O medo tem levado cada vez mais mulheres a recorrer a ferramentas digitais de proteção. Em meio ao avanço da violência de gênero no estado de São Paulo, o aplicativo SP Mulher Segura ultrapassou a marca de 45 mil usuárias ativas, segundo dados da Secretaria da Segurança Pública (SSP).
Somente nos últimos cinco meses, cerca de 15 mil novas usuárias passaram a utilizar a plataforma. O crescimento se intensificou em janeiro: em menos de 20 dias, o número de cadastros ativos saltou de 42,7 mil para 45,1 mil.
A ampliação do uso do aplicativo ocorre em um contexto alarmante. Em 2025, São Paulo registrou ao menos 233 casos de feminicídio, o maior número já contabilizado no estado. O total ainda pode aumentar, já que os dados consolidados de dezembro só devem ser divulgados no início de fevereiro.
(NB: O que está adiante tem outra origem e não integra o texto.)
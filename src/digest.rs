//! The fixed-size digest value type.
//!
//! A [`Digest`] is an opaque, fixed-length byte string acting as a
//! content-addressed identifier for a sync record. This crate never
//! interprets digest contents: digests are produced externally (by whatever
//! content-hash function the sync protocol uses) and compared here byte-wise.

use std::fmt;
use std::str::FromStr;

use static_assertions::const_assert;

use crate::error::Error;

/// Width in bytes of every digest handled by this crate (SHA-1-sized).
pub const DIGEST_SIZE: usize = 20;

const_assert!(DIGEST_SIZE > 0);

/// A fixed-length, opaque content digest.
///
/// Digests are ordered byte-wise lexicographically (`memcmp` semantics);
/// this is the canonical total order used by every sort, search, and merge
/// in the crate. The derived `Ord` on the inner byte array provides exactly
/// that order.
///
/// # Examples
///
/// ```rust
/// use digestvec::{Digest, DIGEST_SIZE};
///
/// let low = Digest::new([0x01; DIGEST_SIZE]);
/// let high = Digest::new([0xff; DIGEST_SIZE]);
/// assert!(low < high);
/// ```
#[derive(Clone, Copy, PartialEq, Eq, PartialOrd, Ord, Hash)]
pub struct Digest([u8; DIGEST_SIZE]);

impl Digest {
    /// The all-zero digest. Fills gap slots created by sparse
    /// [`DigestVector::replace_at`](crate::DigestVector::replace_at) writes.
    pub const ZERO: Self = Self([0; DIGEST_SIZE]);

    /// Wraps a raw byte array as a digest.
    #[inline]
    #[must_use]
    pub const fn new(bytes: [u8; DIGEST_SIZE]) -> Self {
        Self(bytes)
    }

    /// Returns the digest's raw bytes.
    #[inline]
    #[must_use]
    pub const fn as_bytes(&self) -> &[u8; DIGEST_SIZE] {
        &self.0
    }

    /// Parses a digest from a lowercase or uppercase hex string.
    ///
    /// The string must decode to exactly [`DIGEST_SIZE`] bytes.
    ///
    /// # Errors
    ///
    /// Returns [`Error::Hex`] for invalid hex, [`Error::DigestLength`] when
    /// the decoded length is wrong.
    ///
    /// # Examples
    ///
    /// ```rust
    /// use digestvec::Digest;
    ///
    /// let digest = Digest::from_hex("00112233445566778899aabbccddeeff00112233")?;
    /// assert_eq!(digest.to_hex(), "00112233445566778899aabbccddeeff00112233");
    /// # Ok::<(), digestvec::Error>(())
    /// ```
    pub fn from_hex(hex_str: &str) -> Result<Self, Error> {
        let bytes = hex::decode(hex_str)?;
        Self::try_from(bytes.as_slice())
    }

    /// Renders the digest as a lowercase hex string.
    #[must_use]
    pub fn to_hex(&self) -> String {
        hex::encode(self.0)
    }
}

impl From<[u8; DIGEST_SIZE]> for Digest {
    #[inline]
    fn from(bytes: [u8; DIGEST_SIZE]) -> Self {
        Self(bytes)
    }
}

impl TryFrom<&[u8]> for Digest {
    type Error = Error;

    fn try_from(bytes: &[u8]) -> Result<Self, Self::Error> {
        let array: [u8; DIGEST_SIZE] =
            bytes.try_into().map_err(|_| Error::DigestLength {
                expected: DIGEST_SIZE,
                actual: bytes.len(),
            })?;
        Ok(Self(array))
    }
}

impl AsRef<[u8]> for Digest {
    #[inline]
    fn as_ref(&self) -> &[u8] {
        &self.0
    }
}

impl FromStr for Digest {
    type Err = Error;

    fn from_str(hex_str: &str) -> Result<Self, Self::Err> {
        Self::from_hex(hex_str)
    }
}

impl fmt::Debug for Digest {
    fn fmt(&self, formatter: &mut fmt::Formatter<'_>) -> fmt::Result {
        write!(formatter, "Digest({})", self.to_hex())
    }
}

impl fmt::Display for Digest {
    fn fmt(&self, formatter: &mut fmt::Formatter<'_>) -> fmt::Result {
        formatter.write_str(&self.to_hex())
    }
}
Desde que foi lançado, em março de 2024, o SP Mulher Segura já contabilizou 1.592 registros de boletins de ocorrência, 1.339 acionamentos do botão do pânico — ferramenta utilizada em situações de risco iminente — e 496 solicitações de medidas protetivas de urgência feitas diretamente pelo aplicativo.
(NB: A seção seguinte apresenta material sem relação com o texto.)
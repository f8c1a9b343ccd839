//! Raw digest storage: append-order vector with explicit growth control.

use crate::digest::Digest;
use crate::error::Error;
use crate::sorted::SortedDigestVector;

/// Additive floor applied on every capacity growth step.
const GROWTH_FLOOR: usize = 16;

/// A growable, owned vector of digests in append order.
///
/// `DigestVector` is the mutable accumulation side of the engine: a sync
/// engine appends raw digests as records are enumerated (in whatever order
/// they arrive, duplicates allowed), then normalizes the batch once with
/// [`into_sorted`](Self::into_sorted) before handing it to the set-algebra
/// operations on [`SortedDigestVector`].
///
/// # Growth contract
///
/// Storage grows geometrically by a 3/2 factor with a +16 slot floor
/// (`capacity + capacity/2 + 16`) whenever capacity is exceeded, and never
/// shrinks except through [`free`](Self::free). Growth is fallible: every
/// allocating operation returns [`Error::Allocation`] on failure with the
/// vector's previous contents intact, so the caller can abandon or retry a
/// sync round instead of aborting.
///
/// # Examples
///
/// ```rust
/// use digestvec::{Digest, DigestVector, DIGEST_SIZE};
///
/// let mut vector = DigestVector::new();
/// vector.append(Digest::new([3; DIGEST_SIZE]))?;
/// vector.append(Digest::new([1; DIGEST_SIZE]))?;
/// vector.append(Digest::new([3; DIGEST_SIZE]))?;
///
/// let sorted = vector.into_sorted();
/// assert_eq!(sorted.len(), 2); // sorted and deduplicated
/// # Ok::<(), digestvec::Error>(())
/// ```
#[derive(Clone, Default, PartialEq, Eq)]
pub struct DigestVector {
    slots: Vec<Digest>,
}

impl DigestVector {
    /// Creates an empty vector. Does not allocate.
    #[inline]
    #[must_use]
    pub const fn new() -> Self {
        Self { slots: Vec::new() }
    }

    /// Creates an empty vector with at least `capacity` slots preallocated.
    ///
    /// # Errors
    ///
    /// Returns [`Error::Allocation`] when the allocation fails.
    pub fn with_capacity(capacity: usize) -> Result<Self, Error> {
        let mut slots = Vec::new();
        slots.try_reserve_exact(capacity)?;
        Ok(Self { slots })
    }

    /// Builds a vector from a digest slice, preserving order and duplicates.
    ///
    /// # Errors
    ///
    /// Returns [`Error::Allocation`] when the allocation fails.
    pub fn from_slice(digests: &[Digest]) -> Result<Self, Error> {
        let mut vector = Self::with_capacity(digests.len())?;
        vector.slots.extend_from_slice(digests);
        Ok(vector)
    }

    /// Returns the number of digests held.
    #[inline]
    #[must_use]
    pub fn len(&self) -> usize {
        self.slots.len()
    }

    /// Returns `true` if the vector holds no digests.
    #[inline]
    #[must_use]
    pub fn is_empty(&self) -> bool {
        self.slots.is_empty()
    }

    /// Returns the number of allocated slots (always >= [`len`](Self::len)).
    #[inline]
    #[must_use]
    pub fn capacity(&self) -> usize {
        self.slots.capacity()
    }

    /// Returns the digests as a slice in append order.
    #[inline]
    #[must_use]
    pub fn as_slice(&self) -> &[Digest] {
        &self.slots
    }

    /// Returns the digest at `index`, if in bounds.
    #[inline]
    #[must_use]
    pub fn get(&self, index: usize) -> Option<&Digest> {
        self.slots.get(index)
    }

    /// Iterates over the digests in append order.
    #[inline]
    pub fn iter(&self) -> std::slice::Iter<'_, Digest> {
        self.slots.iter()
    }

    /// Ensures capacity for at least `required` slots, applying the 3/2 + 16
    /// growth step when the current capacity is exceeded.
    fn grow_for(&mut self, required: usize) -> Result<(), Error> {
        if required <= self.slots.capacity() {
            return Ok(());
        }
        let stepped = self.slots.capacity() + self.slots.capacity() / 2 + GROWTH_FLOOR;
        let target = stepped.max(required);
        self.slots.try_reserve_exact(target - self.slots.len())?;
        Ok(())
    }

    /// Appends a digest, growing storage as needed.
    ///
    /// No ordering is maintained; call [`into_sorted`](Self::into_sorted)
    /// (or [`sort`](Self::sort)) before any order-dependent query.
    ///
    /// # Errors
    ///
    /// Returns [`Error::Allocation`] when growth fails; the vector keeps its
    /// previous contents.
    pub fn append(&mut self, digest: Digest) -> Result<(), Error> {
        self.grow_for(self.slots.len() + 1)?;
        self.slots.push(digest);
        Ok(())
    }

    /// Appends every digest in `digests`, growing storage once up front.
    ///
    /// # Errors
    ///
    /// Returns [`Error::Allocation`] when growth fails.
    pub fn append_all(&mut self, digests: &[Digest]) -> Result<(), Error> {
        self.grow_for(self.slots.len() + digests.len())?;
        self.slots.extend_from_slice(digests);
        Ok(())
    }

    /// Writes `digest` at logical `index`, growing the vector to at least
    /// `index + 1` slots if necessary.
    ///
    /// An in-bounds index overwrites; an out-of-bounds index extends the
    /// vector, zero-filling ([`Digest::ZERO`]) any slots between the old
    /// length and `index`.
    ///
    /// # Errors
    ///
    /// Returns [`Error::Allocation`] when growth fails.
    pub fn replace_at(&mut self, index: usize, digest: Digest) -> Result<(), Error> {
        if index < self.slots.len() {
            self.slots[index] = digest;
            return Ok(());
        }
        self.grow_for(index + 1)?;
        // Within reserved capacity, so these cannot reallocate.
        self.slots.resize(index + 1, Digest::ZERO);
        self.slots[index] = digest;
        Ok(())
    }

    /// Exchanges the entire state of two vectors in O(1).
    ///
    /// Used to replace a vector's contents with newly computed output
    /// without copying either side.
    #[inline]
    pub fn swap(&mut self, other: &mut Self) {
        std::mem::swap(&mut self.slots, &mut other.slots);
    }

    /// Drops all contents but keeps the allocated capacity.
    #[inline]
    pub fn clear(&mut self) {
        self.slots.clear();
    }

    /// Releases the backing storage, resetting both length and capacity to 0.
    #[inline]
    pub fn free(&mut self) {
        self.slots = Vec::new();
    }

    /// Sorts the digests in place in ascending byte order. Idempotent;
    /// duplicates are kept adjacent.
    #[inline]
    pub fn sort(&mut self) {
        self.slots.sort_unstable();
    }

    /// Sorts in place, then compacts so each distinct digest appears exactly
    /// once. Reduces length, never shrinks capacity. Idempotent.
    pub fn sort_unique(&mut self) {
        self.slots.sort_unstable();
        self.slots.dedup();
    }

    /// Reports whether `digest` is present, sorting first.
    ///
    /// Convenience variant for callers that cannot guarantee sortedness;
    /// repeated queries should convert with [`into_sorted`](Self::into_sorted)
    /// instead of paying the sort on every call.
    pub fn contains(&mut self, digest: &Digest) -> bool {
        self.sort();
        self.slots.binary_search(digest).is_ok()
    }

    /// Returns the index of `digest` after sorting, if present.
    ///
    /// When duplicates of `digest` exist, the index of any one of them may
    /// be returned.
    pub fn index_of(&mut self, digest: &Digest) -> Option<usize> {
        self.sort();
        self.slots.binary_search(digest).ok()
    }

    /// Normalizes into the sorted/unique type-state: sorts in place, removes
    /// duplicates, and wraps the result as a [`SortedDigestVector`].
    ///
    /// This is the explicit once-per-batch step that makes the vector
    /// acceptable to the set-algebra and patch operations; those operations
    /// only exist on [`SortedDigestVector`], so an unsorted vector cannot
    /// reach them by construction.
    #[must_use]
    pub fn into_sorted(mut self) -> SortedDigestVector {
        self.sort_unique();
        SortedDigestVector::from_sorted_vec(self.slots)
    }

    /// Consumes the vector, returning the backing storage in append order.
    #[inline]
    #[must_use]
    pub fn into_vec(self) -> Vec<Digest> {
        self.slots
    }

    #[inline]
    pub(crate) fn from_vec(slots: Vec<Digest>) -> Self {
        Self { slots }
    }
}

/// Convenience set operations for callers that cannot statically guarantee
/// sorted inputs: each wrapper consumes its raw operands, normalizes them
/// with [`into_sorted`](DigestVector::into_sorted), and delegates to the
/// corresponding [`SortedDigestVector`] operation.
impl DigestVector {
    /// Sorts both operands, then returns their union.
    ///
    /// # Errors
    ///
    /// Returns [`Error::Allocation`] when the output allocation fails.
    pub fn union(self, other: Self) -> Result<SortedDigestVector, Error> {
        self.into_sorted().union(&other.into_sorted())
    }

    /// Sorts both operands, then returns their intersection.
    ///
    /// # Errors
    ///
    /// Returns [`Error::Allocation`] when the output allocation fails.
    pub fn intersection(self, other: Self) -> Result<SortedDigestVector, Error> {
        self.into_sorted().intersection(&other.into_sorted())
    }

    /// Sorts both operands, then returns `(self ∖ other, other ∖ self)`.
    ///
    /// # Errors
    ///
    /// Returns [`Error::Allocation`] when an output allocation fails.
    pub fn diff(
        self,
        other: Self,
    ) -> Result<(SortedDigestVector, SortedDigestVector), Error> {
        self.into_sorted().diff(&other.into_sorted())
    }

    /// Sorts both operands, then returns `other ∖ self`.
    ///
    /// # Errors
    ///
    /// Returns [`Error::Allocation`] when the output allocation fails.
    pub fn complement(self, other: Self) -> Result<SortedDigestVector, Error> {
        self.into_sorted().complement(&other.into_sorted())
    }

    /// Sorts all three operands, then applies the three-way patch with
    /// `self` as the base.
    ///
    /// # Errors
    ///
    /// Returns [`Error::Allocation`] when the output allocation fails.
    pub fn patch(
        self,
        removals: Self,
        additions: Self,
    ) -> Result<SortedDigestVector, Error> {
        self.into_sorted()
            .patch(&removals.into_sorted(), &additions.into_sorted())
    }
}

impl std::fmt::Debug for DigestVector {
    fn fmt(&self, formatter: &mut std::fmt::Formatter<'_>) -> std::fmt::Result {
        formatter.debug_list().entries(self.iter()).finish()
    }
}

impl<'a> IntoIterator for &'a DigestVector {
    type Item = &'a Digest;
    type IntoIter = std::slice::Iter<'a, Digest>;

    #[inline]
    fn into_iter(self) -> Self::IntoIter {
        self.iter()
    }
}

#[cfg(test)]
mod tests {
    use super::*;
    use crate::digest::DIGEST_SIZE;
    use rstest::rstest;

    fn digest(byte: u8) -> Digest {
        Digest::new([byte; DIGEST_SIZE])
    }

    #[rstest]
    fn test_new_is_empty_without_allocation() {
        let vector = DigestVector::new();
        assert!(vector.is_empty());
        assert_eq!(vector.capacity(), 0);
    }

    #[rstest]
    fn test_first_growth_step_reserves_the_floor() {
        let mut vector = DigestVector::new();
        vector.append(digest(1)).unwrap();
        assert_eq!(vector.capacity(), GROWTH_FLOOR);
    }

    #[rstest]
    fn test_growth_follows_three_halves_plus_floor_sequence() {
        let mut vector = DigestVector::new();
        let mut observed = Vec::new();
        for byte in 0..100u8 {
            vector.append(digest(byte)).unwrap();
            if observed.last() != Some(&vector.capacity()) {
                observed.push(vector.capacity());
            }
        }
        // 0 -> 16 -> 16+8+16=40 -> 40+20+16=76 -> 76+38+16=130
        assert_eq!(observed, vec![16, 40, 76, 130]);
    }

    #[rstest]
    fn test_replace_at_in_bounds_overwrites() {
        let mut vector = DigestVector::from_slice(&[digest(1), digest(2)]).unwrap();
        vector.replace_at(0, digest(9)).unwrap();
        assert_eq!(vector.as_slice(), &[digest(9), digest(2)]);
    }

    #[rstest]
    fn test_replace_at_beyond_len_zero_fills_gap() {
        let mut vector = DigestVector::new();
        vector.replace_at(2, digest(7)).unwrap();
        assert_eq!(vector.len(), 3);
        assert_eq!(vector.as_slice(), &[Digest::ZERO, Digest::ZERO, digest(7)]);
    }

    #[rstest]
    fn test_swap_exchanges_full_state() {
        let mut first = DigestVector::from_slice(&[digest(1)]).unwrap();
        let mut second = DigestVector::from_slice(&[digest(2), digest(3)]).unwrap();
        first.swap(&mut second);
        assert_eq!(first.as_slice(), &[digest(2), digest(3)]);
        assert_eq!(second.as_slice(), &[digest(1)]);
    }

    #[rstest]
    fn test_free_releases_capacity() {
        let mut vector = DigestVector::from_slice(&[digest(1)]).unwrap();
        vector.free();
        assert_eq!(vector.len(), 0);
        assert_eq!(vector.capacity(), 0);
    }

    #[rstest]
    fn test_clear_keeps_capacity() {
        let mut vector = DigestVector::from_slice(&[digest(1)]).unwrap();
        let capacity = vector.capacity();
        vector.clear();
        assert!(vector.is_empty());
        assert_eq!(vector.capacity(), capacity);
    }

    #[rstest]
    fn test_sort_is_idempotent_and_keeps_duplicates() {
        let mut vector =
            DigestVector::from_slice(&[digest(3), digest(1), digest(3)]).unwrap();
        vector.sort();
        let once = vector.clone();
        vector.sort();
        assert_eq!(vector, once);
        assert_eq!(vector.as_slice(), &[digest(1), digest(3), digest(3)]);
    }

    #[rstest]
    fn test_sort_unique_compacts_in_place() {
        let mut vector =
            DigestVector::from_slice(&[digest(2), digest(1), digest(2), digest(1)]).unwrap();
        let capacity = vector.capacity();
        vector.sort_unique();
        assert_eq!(vector.as_slice(), &[digest(1), digest(2)]);
        assert_eq!(vector.capacity(), capacity);
    }

    #[rstest]
    fn test_contains_sorts_first() {
        let mut vector =
            DigestVector::from_slice(&[digest(9), digest(3), digest(5)]).unwrap();
        assert!(vector.contains(&digest(5)));
        assert!(!vector.contains(&digest(4)));
        // The sort performed by contains is observable
        assert_eq!(vector.as_slice(), &[digest(3), digest(5), digest(9)]);
    }

    #[rstest]
    fn test_index_of_reports_sorted_position() {
        let mut vector =
            DigestVector::from_slice(&[digest(9), digest(3), digest(5)]).unwrap();
        assert_eq!(vector.index_of(&digest(9)), Some(2));
        assert_eq!(vector.index_of(&digest(1)), None);
    }
}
Casos que expõem a gravidade do cenário
O aumento da procura pela ferramenta ocorre após uma série de episódios de extrema violência que chocaram a população paulista. Em novembro, Tainara Souza Santos, de 31 anos, foi atropelada e arrastada por mais de um quilômetro na Marginal Tietê, na Zona Norte da capital, pelo ex-ficante. Ela permaneceu internada em estado grave por mais de um mês e morreu em 24 de dezembro.
Outro caso ocorreu também na Zona Norte, em dezembro, quando Evelin de Souza Saraiva, de 38 anos, foi baleada seis vezes pelo ex-companheiro dentro de uma pastelaria. O agressor, de 36 anos, estava foragido desde o ano anterior e foi preso nesta semana.
Os dados e os casos reforçam a percepção de insegurança vivida por mulheres no estado e evidenciam a crescente demanda por mecanismos de proteção, prevenção e resposta rápida diante da violência de gênero.